Could you return each line of the material that has "reader" in it?
* * * * *
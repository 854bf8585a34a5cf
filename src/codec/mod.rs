pub mod reader;
pub mod writer;
pub mod chunk;
pub mod packed;
pub mod tile_layout;
pub mod overlay;
pub mod canonical;

pub use reader::BinaryReader;
pub use writer::BinaryWriter;
pub use chunk::{ChunkCodec, CodecError, CHUNK_LENGTH_MASK, DECODED_CHUNK_SIZE};
pub use packed::{read_packed_section, write_packed_section, split_chunks, decode_chunks, join_numbered_lines};
pub use tile_layout::{decode_tile_grid, read_flat_tiles, read_packed_tiles, tile_stream_len};
pub use overlay::{OverlayDecoder, OverlayTable, ResourceTable, NO_OVERLAY};
pub use canonical::{MapData, save_map, AUTO_IMAGE};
* * * * *
• EXPECTED ANSWER:
pub mod reader;
pub use reader::BinaryReader;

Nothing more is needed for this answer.